Closed markdascher closed 2 years ago
Note, on Chromium OscillatorNode
starts rendering output at construction, without start()
being called.
I would not rely on implementation timers for precision or consistency between implementations using the same code. You can connect()
, disconnect()
nodes using your own timing implementation.
#2397 (comment) suggests that
start(currentTime + baseLatency)
should reliably play a sound at the indicated time, but that's not true in all browsers. If it were, playing a click sound effect would be easy:
The linked message is not correct. baseLatency
is useful to know if the Web Audio API implementation buffers internaly. outputLatency
is useful to understand the latency induced by the operating system / hardware. Firefox doesn't buffer audio (ever), so baseLatency
is zero. The graph processing is directly serviced from the real-time audio callback the OS calls. Summing the two numbers allows knowing the total latency (for example for syncing visuals).
I consider this a spec bug because everyone seems to have a different idea of what these values are for, making it tougher to develop a reliable app. The spec describes what the fields are without clarifying what they're useful for. (Especially baseLatency.)
The spec accurately says what should happen, not why nor how, it's not a user-manual. Sometimes we add non-normative notes, but not here.

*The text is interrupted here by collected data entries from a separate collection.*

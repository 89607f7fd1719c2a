//! Status Line Component
//!
//! Displays mode indicator, messages, and the logged-in account.

use ratatui::{
    buffer::Buffer,
    layout::Rect,
    style::{Color, Modifier, Style},
    text::{Line, Span},
    widgets::Widget,
};

use crate::input::InputMode;

/// Message type for status line
#[derive(Debug, Clone, Copy, PartialEq, Eq)]
pub enum MessageType {
    Info,
    Success,
    Error,
}

impl MessageType {
    pub fn color(&self) -> Color {
        match self {
            Self::Info => Color::White,
            Self::Success => Color::Green,
            Self::Error => Color::Red,
        }
    }
}

/// Status line widget
pub struct StatusLine<'a> {
    mode: InputMode,
    message: Option<(&'a str, MessageType)>,
    account: Option<&'a str>,
}

impl<'a> StatusLine<'a> {
    pub fn new(mode: InputMode) -> Self {
        Self {
            mode,
            message: None,
            account: None,
        }
    }

    pub fn message(mut self, msg: &'a str, msg_type: MessageType) -> Self {
        self.message = Some((msg, msg_type));
        self
    }

    pub fn account(mut self, username: &'a str) -> Self {
        self.account = Some(username);
        self
    }
}

impl<'a> Widget for StatusLine<'a> {
    fn render(self, area: Rect, buf: &mut Buffer) {
        buf.set_style(area, Style::default().bg(Color::DarkGray));

        let mut x = area.x;

        // Mode indicator
        let mode_style = match self.mode {
            InputMode::Normal => Style::default().fg(Color::Black).bg(Color::Blue),
            InputMode::Login => Style::default().fg(Color::Black).bg(Color::Green),
        };

        let mode_text = format!(" {} ", self.mode.indicator());
        buf.set_string(x, area.y, &mode_text, mode_style.add_modifier(Modifier::BOLD));
        x += mode_text.len() as u16;

        buf.set_string(x, area.y, " ", Style::default().bg(Color::DarkGray));
        x += 1;

        if let Some((msg, msg_type)) = self.message {
            buf.set_string(x, area.y, msg, Style::default().fg(msg_type.color()).bg(Color::DarkGray));
        }

        let right_text = match self.account {
            Some(user) => format!("bitstamp: {}", user),
            None => "bitstamp: offline".to_string(),
        };
        let right_x = area.x + area.width.saturating_sub(right_text.len() as u16 + 1);
        buf.set_string(right_x, area.y, &right_text, Style::default().fg(Color::Gray).bg(Color::DarkGray));
    }
}

/// Help bar widget
pub struct HelpBar<'a> {
    hints: Vec<(&'a str, &'a str)>,
}

impl<'a> HelpBar<'a> {
    pub fn for_mode(mode: InputMode) -> Self {
        let hints = match mode {
            InputMode::Normal => vec![
                ("l", "login"),
                ("q", "quit"),
            ],
            InputMode::Login => vec![
                ("Tab", "next"),
                ("S-Tab", "prev"),
                ("Enter", "press"),
                ("Esc", "cancel"),
            ],
        };
        Self { hints }
    }
}

impl<'a> Widget for HelpBar<'a> {
    fn render(self, area: Rect, buf: &mut Buffer) {
        let mut spans: Vec<Span> = Vec::new();
        for (i, (key, desc)) in self.hints.iter().enumerate() {
            if i > 0 {
                spans.push(Span::styled(" │ ", Style::default().fg(Color::DarkGray)));
            }
            spans.push(Span::styled(*key, Style::default().fg(Color::Magenta).add_modifier(Modifier::BOLD)));
            spans.push(Span::styled(format!(" {}", desc), Style::default().fg(Color::Gray)));
        }
        let line = Line::from(spans);
        buf.set_line(area.x, area.y, &line, area.width);
    }
}
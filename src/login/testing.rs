//! In-memory surface used by the login tests.

use std::collections::{BTreeMap, BTreeSet};

use super::field::{FieldId, FieldSpec};
use super::surface::{
    BorderStyle, ButtonKind, ButtonSpec, KeyBinding, LabelSpec, Placement, SubscriptionId, Surface,
    WidgetId,
};

#[derive(Debug, Clone)]
enum MemoryWidget {
    Container,
    Label,
    Field { id: FieldId, value: String, border: BorderStyle },
    Button(ButtonKind),
}

#[derive(Debug, Default)]
pub struct MemorySurface {
    widgets: BTreeMap<WidgetId, MemoryWidget>,
    released: BTreeSet<WidgetId>,
    subscriptions: BTreeMap<SubscriptionId, KeyBinding>,
    focused: Option<WidgetId>,
    next_id: u32,
    next_sub: u32,
    renders: usize,
    double_destroys: usize,
}

impl MemorySurface {
    pub fn new() -> Self {
        Self::default()
    }

    fn insert(&mut self, widget: MemoryWidget) -> WidgetId {
        self.next_id += 1;
        let id = WidgetId(self.next_id);
        self.widgets.insert(id, widget);
        id
    }

    pub fn field(&self, field: FieldId) -> Option<WidgetId> {
        self.widgets.iter().find_map(|(wid, w)| match w {
            MemoryWidget::Field { id, .. } if *id == field => Some(*wid),
            _ => None,
        })
    }

    pub fn button(&self, kind: ButtonKind) -> Option<WidgetId> {
        self.widgets.iter().find_map(|(wid, w)| match w {
            MemoryWidget::Button(k) if *k == kind => Some(*wid),
            _ => None,
        })
    }

    /// Simulate the user typing into a field
    pub fn type_into(&mut self, field: FieldId, text: &str) {
        if let Some(wid) = self.field(field) {
            if let Some(MemoryWidget::Field { value, .. }) = self.widgets.get_mut(&wid) {
                value.push_str(text);
            }
        }
    }

    pub fn field_value(&self, field: FieldId) -> String {
        self.field(field).map(|wid| self.value(wid)).unwrap_or_default()
    }

    pub fn field_border(&self, field: FieldId) -> Option<BorderStyle> {
        let wid = self.field(field)?;
        match self.widgets.get(&wid)? {
            MemoryWidget::Field { border, .. } => Some(*border),
            _ => None,
        }
    }

    pub fn focused(&self) -> Option<WidgetId> {
        self.focused
    }

    pub fn live_widgets(&self) -> usize {
        self.widgets.len()
    }

    pub fn subscriptions(&self) -> usize {
        self.subscriptions.len()
    }

    pub fn renders(&self) -> usize {
        self.renders
    }

    pub fn double_destroys(&self) -> usize {
        self.double_destroys
    }
}

impl Surface for MemorySurface {
    fn create_container(&mut self, _placement: Placement) -> WidgetId {
        self.insert(MemoryWidget::Container)
    }

    fn create_label(&mut self, _parent: WidgetId, _spec: &LabelSpec) -> WidgetId {
        self.insert(MemoryWidget::Label)
    }

    fn create_field(&mut self, _parent: WidgetId, spec: &FieldSpec) -> WidgetId {
        self.insert(MemoryWidget::Field {
            id: spec.id,
            value: String::new(),
            border: BorderStyle::Normal,
        })
    }

    fn create_button(&mut self, _parent: WidgetId, spec: &ButtonSpec) -> WidgetId {
        self.insert(MemoryWidget::Button(spec.kind))
    }

    fn value(&self, id: WidgetId) -> String {
        match self.widgets.get(&id) {
            Some(MemoryWidget::Field { value, .. }) => value.clone(),
            _ => String::new(),
        }
    }

    fn set_value(&mut self, id: WidgetId, new_value: &str) {
        if let Some(MemoryWidget::Field { value, .. }) = self.widgets.get_mut(&id) {
            *value = new_value.to_string();
        }
    }

    fn set_border(&mut self, id: WidgetId, style: BorderStyle) {
        if let Some(MemoryWidget::Field { border, .. }) = self.widgets.get_mut(&id) {
            *border = style;
        }
    }

    fn focus(&mut self, id: WidgetId) {
        self.focused = Some(id);
    }

    fn subscribe(&mut self, binding: KeyBinding) -> SubscriptionId {
        self.next_sub += 1;
        let id = SubscriptionId(self.next_sub);
        self.subscriptions.insert(id, binding);
        id
    }

    fn unsubscribe(&mut self, id: SubscriptionId) {
        self.subscriptions.remove(&id);
    }

    fn destroy(&mut self, id: WidgetId) {
        if self.widgets.remove(&id).is_some() {
            self.released.insert(id);
            if self.focused == Some(id) {
                self.focused = None;
            }
        } else if self.released.contains(&id) {
            self.double_destroys += 1;
        }
    }

    fn request_render(&mut self) {
        self.renders += 1;
    }
}
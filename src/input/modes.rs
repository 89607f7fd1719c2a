//! Input Modes
//!
//! Which layer of the screen currently receives key events.

/// Input mode enum
#[derive(Debug, Clone, Copy, PartialEq, Eq)]
pub enum InputMode {
    /// Dashboard navigation
    Normal,
    /// Login modal is open
    Login,
}

impl InputMode {
    /// Get mode indicator for status line
    pub fn indicator(&self) -> &'static str {
        match self {
            Self::Normal => "NORMAL",
            Self::Login => "LOGIN",
        }
    }
}
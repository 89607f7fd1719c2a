//! Input Module
//!
//! Key bindings and input modes.

pub mod keymap;
pub mod modes;

pub use modes::InputMode;
//! BitVision Login - Bitstamp credential modal
//!
//! A terminal dashboard that collects exchange credentials through a
//! validated login form.

use std::fs::File;
use std::io::{self, Write};
use std::sync::Mutex;

use anyhow::Context;
use crossterm::{
    event::{self, DisableMouseCapture, EnableMouseCapture, Event},
    execute,
    terminal::{disable_raw_mode, enable_raw_mode, EnterAlternateScreen, LeaveAlternateScreen},
};
use ratatui::{backend::CrosstermBackend, Terminal};
use tracing::{info, warn};
use tracing_subscriber::EnvFilter;

mod app;
mod input;
mod login;
mod ui;

use app::{App, AppConfig};
use ui::ColorScheme;
use ui::components::MessageType;

fn main() -> anyhow::Result<()> {
    // Parse arguments
    let args: Vec<String> = std::env::args().collect();
    let config = AppConfig::from_args(&args);

    init_logging(&config);
    info!("starting bitvision-login");

    let (scheme, theme_error) = match config.color_scheme() {
        Ok(scheme) => (scheme, None),
        Err(e) => {
            warn!("falling back to default theme: {}", e);
            (ColorScheme::default(), Some(e))
        }
    };

    // Setup terminal
    enable_raw_mode().context("failed to enable raw mode")?;
    let mut stdout = io::stdout();
    execute!(stdout, EnterAlternateScreen, EnableMouseCapture)
        .context("failed to enter alternate screen")?;
    let backend = CrosstermBackend::new(stdout);
    let mut terminal = Terminal::new(backend)?;

    // Create app
    let mut app = App::new(config, scheme);
    if let Some(e) = theme_error {
        app.set_message(&format!("Theme not loaded: {}", e), MessageType::Error);
    }

    // Run app
    let result = run_app(&mut terminal, &mut app);

    // Restore terminal
    disable_raw_mode()?;
    execute!(
        terminal.backend_mut(),
        LeaveAlternateScreen,
        DisableMouseCapture
    )?;
    terminal.show_cursor()?;

    info!("exiting, logged in: {}", app.credentials.is_some());
    result
}

/// Log to a file; the terminal belongs to the UI.
fn init_logging(config: &AppConfig) {
    let file = config
        .log_path
        .parent()
        .map_or(Ok(()), std::fs::create_dir_all)
        .and_then(|_| File::create(&config.log_path));

    let writer: Box<dyn Write + Send> = match file {
        Ok(file) => Box::new(file),
        Err(_) => Box::new(io::sink()),
    };

    tracing_subscriber::fmt()
        .with_env_filter(
            EnvFilter::try_from_default_env().unwrap_or_else(|_| EnvFilter::new("info")),
        )
        .with_writer(Mutex::new(writer))
        .with_ansi(false)
        .init();
}

fn run_app(
    terminal: &mut Terminal<CrosstermBackend<io::Stdout>>,
    app: &mut App,
) -> anyhow::Result<()> {
    loop {
        if app.needs_redraw() {
            terminal.draw(|frame| {
                app.render(frame);
            })?;
        }

        if event::poll(app.config.poll_interval)? {
            match event::read()? {
                Event::Key(key) => {
                    if app.handle_key(key) {
                        break;
                    }
                }
                Event::Mouse(mouse) => app.handle_mouse(mouse),
                Event::Resize(_, _) => app.mark_dirty(),
                _ => {}
            }
        }

        if app.should_quit {
            break;
        }
    }

    Ok(())
}
use thiserror::Error;

#[derive(Error, Debug)]
pub enum Error {
    #[error("Failed to build HTTP client: {0}")]
    Client(#[from] reqwest::Error),

    #[error("Target unreachable over https and http: {0}")]
    Unreachable(String),

    #[error("Unexpected response: {0}")]
    BadResponse(String),
}

pub type Result<T> = std::result::Result<T, Error>;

In this particular case, it's clear what happens when start()
is called, and when the messages are processed and when the clock needs to be update, in the section Processing model.
Firefox's behaviour was implemented a while back and hasn't been updated since this was specced. It lags behind the spec, so this is a Firefox bug, that I intend to fix.

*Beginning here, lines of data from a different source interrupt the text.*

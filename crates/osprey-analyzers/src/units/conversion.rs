use crate::fetch::PageFetcher;
use async_trait::async_trait;
use lazy_static::lazy_static;
use osprey_core::Target;
use osprey_core::analyzer::{Analyzer, UnitError, UnitResult};
use osprey_core::outcome::{AnalyzerData, AnalyzerKey};
use regex::Regex;
use serde_json::json;
use std::sync::Arc;

use super::weighted_score;

lazy_static! {
    static ref CTA_RE: Regex = Regex::new(
        r"(?i)\b(get started|sign up|try (it )?free|book a demo|request a quote|buy now|add to cart|contact us|subscribe now|start free)\b"
    )
    .unwrap();
    static ref FORM_RE: Regex = Regex::new(r"(?i)<form[\s>]").unwrap();
    static ref PHONE_RE: Regex =
        Regex::new(r#"(?i)href=["']tel:[^"']+["']|\+?\d[\d\s().-]{8,}\d"#).unwrap();
    static ref ADDRESS_RE: Regex = Regex::new(
        r"(?i)\b\d{1,5}\s+[A-Za-z][A-Za-z\s]{2,30}\s(street|st\.|avenue|ave\.|road|rd\.|boulevard|blvd\.|lane|ln\.|drive|dr\.)\b"
    )
    .unwrap();
    static ref MAPS_EMBED_RE: Regex =
        Regex::new(r"(?i)(google\.com/maps/embed|maps\.googleapis\.com)").unwrap();
    static ref PRIVACY_RE: Regex =
        Regex::new(r#"(?i)<a[^>]+href=["'][^"']*privacy[^"']*["']"#).unwrap();
    static ref TERMS_RE: Regex =
        Regex::new(r#"(?i)<a[^>]+href=["'][^"']*terms[^"']*["']"#).unwrap();
    static ref TESTIMONIAL_RE: Regex =
        Regex::new(r"(?i)\b(testimonial|trusted by|loved by|our customers|case stud)").unwrap();
    static ref ADSENSE_RE: Regex =
        Regex::new(r"(?i)pagead2\.googlesyndication\.com").unwrap();
    static ref RETARGETING_RE: Regex = Regex::new(
        r"(?i)(connect\.facebook\.net/[^/]+/fbevents|googleads\.g\.doubleclick\.net|snap\.licdn\.com|static\.ads-twitter\.com)"
    )
    .unwrap();
}

/// Conversion surface: calls to action, forms, direct contact routes.
pub struct ConversionUnit {
    fetcher: Arc<PageFetcher>,
}

impl ConversionUnit {
    pub fn new(fetcher: Arc<PageFetcher>) -> Self {
        Self { fetcher }
    }
}

#[async_trait]
impl Analyzer for ConversionUnit {
    fn key(&self) -> AnalyzerKey {
        AnalyzerKey::Conversion
    }

    async fn analyze(&self, target: &Target) -> UnitResult {
        let page = self
            .fetcher
            .fetch(target)
            .await
            .map_err(UnitError::connection)?;

        let cta_count = CTA_RE.find_iter(&page.body).count();
        let form_count = FORM_RE.find_iter(&page.body).count();
        let phone_visible = PHONE_RE.is_match(&page.body);

        let score = weighted_score(&[
            (cta_count > 0, 4.0),
            (cta_count >= 2, 1.0),
            (form_count > 0, 3.0),
            (phone_visible, 2.0),
        ]);

        let mut data = AnalyzerData::new();
        data.insert("cta_count".to_string(), json!(cta_count));
        data.insert("form_count".to_string(), json!(form_count));
        data.insert("phone_visible".to_string(), json!(phone_visible));
        data.insert("score".to_string(), json!(score));
        Ok(data)
    }
}

/// Credibility markers a first-time visitor looks for.
pub struct TrustSignalsUnit {
    fetcher: Arc<PageFetcher>,
}

impl TrustSignalsUnit {
    pub fn new(fetcher: Arc<PageFetcher>) -> Self {
        Self { fetcher }
    }
}

#[async_trait]
impl Analyzer for TrustSignalsUnit {
    fn key(&self) -> AnalyzerKey {
        AnalyzerKey::TrustSignals
    }

    async fn analyze(&self, target: &Target) -> UnitResult {
        let page = self
            .fetcher
            .fetch(target)
            .await
            .map_err(UnitError::connection)?;

        let privacy_policy = PRIVACY_RE.is_match(&page.body);
        let terms = TERMS_RE.is_match(&page.body);
        let testimonials = TESTIMONIAL_RE.is_match(&page.body);

        let mut data = AnalyzerData::new();
        data.insert("privacy_policy".to_string(), json!(privacy_policy));
        data.insert("terms".to_string(), json!(terms));
        data.insert("testimonials".to_string(), json!(testimonials));
        Ok(data)
    }
}

/// Physical-presence signals for local discovery.
pub struct LocalPresenceUnit {
    fetcher: Arc<PageFetcher>,
}

impl LocalPresenceUnit {
    pub fn new(fetcher: Arc<PageFetcher>) -> Self {
        Self { fetcher }
    }
}

#[async_trait]
impl Analyzer for LocalPresenceUnit {
    fn key(&self) -> AnalyzerKey {
        AnalyzerKey::LocalPresence
    }

    async fn analyze(&self, target: &Target) -> UnitResult {
        let page = self
            .fetcher
            .fetch(target)
            .await
            .map_err(UnitError::connection)?;

        let phone_found = PHONE_RE.is_match(&page.body);
        let address_found = ADDRESS_RE.is_match(&page.body);
        let maps_embed = MAPS_EMBED_RE.is_match(&page.body);

        let mut data = AnalyzerData::new();
        data.insert("phone_found".to_string(), json!(phone_found));
        data.insert("address_found".to_string(), json!(address_found));
        data.insert("maps_embed".to_string(), json!(maps_embed));
        Ok(data)
    }
}

/// Paid acquisition fingerprints.
pub struct AdvertisingUnit {
    fetcher: Arc<PageFetcher>,
}

impl AdvertisingUnit {
    pub fn new(fetcher: Arc<PageFetcher>) -> Self {
        Self { fetcher }
    }
}

#[async_trait]
impl Analyzer for AdvertisingUnit {
    fn key(&self) -> AnalyzerKey {
        AnalyzerKey::Advertising
    }

    async fn analyze(&self, target: &Target) -> UnitResult {
        let page = self
            .fetcher
            .fetch(target)
            .await
            .map_err(UnitError::connection)?;

        let adsense = ADSENSE_RE.is_match(&page.body);
        let retargeting = RETARGETING_RE.is_match(&page.body);

        let mut data = AnalyzerData::new();
        data.insert("adsense".to_string(), json!(adsense));
        data.insert("retargeting".to_string(), json!(retargeting));
        Ok(data)
    }
}

#[cfg(test)]
mod tests {
    use super::*;

    #[test]
    fn test_cta_detection() {
        let html = r#"<a class="btn">Get Started</a> <button>Buy now</button>"#;
        assert_eq!(CTA_RE.find_iter(html).count(), 2);
        assert_eq!(CTA_RE.find_iter("<p>plain copy</p>").count(), 0);
    }

    #[test]
    fn test_phone_detection_matches_tel_links_and_raw_numbers() {
        assert!(PHONE_RE.is_match(r#"<a href="tel:+15551234567">call</a>"#));
        assert!(PHONE_RE.is_match("Call us: +1 (555) 123-4567"));
        assert!(!PHONE_RE.is_match("<p>no numbers here</p>"));
    }

    #[test]
    fn test_address_detection() {
        assert!(ADDRESS_RE.is_match("Visit us at 123 Main Street, Springfield"));
        assert!(!ADDRESS_RE.is_match("our main product"));
    }
}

Is there a downside to Chrome's behavior? Does the structure of Firefox (or other implementations) make it particularly difficult to standardize this behavior?
The downside to the way the spec says things should be done is that there is no guarantee that:
var ac = new AudioContext;
var osc1 = new OscillatorNode(ac);
var osc2 = new OscillatorNode(ac);
osc1.connect(ac.destination);
osc2.connect(ac.destination);
osc1.start();
osc2.start();
results in two oscillators starting in phase. It's well possible that the two start calls happen in different render quantums (same if/when passing an explicit start time, see the column Description of the spec).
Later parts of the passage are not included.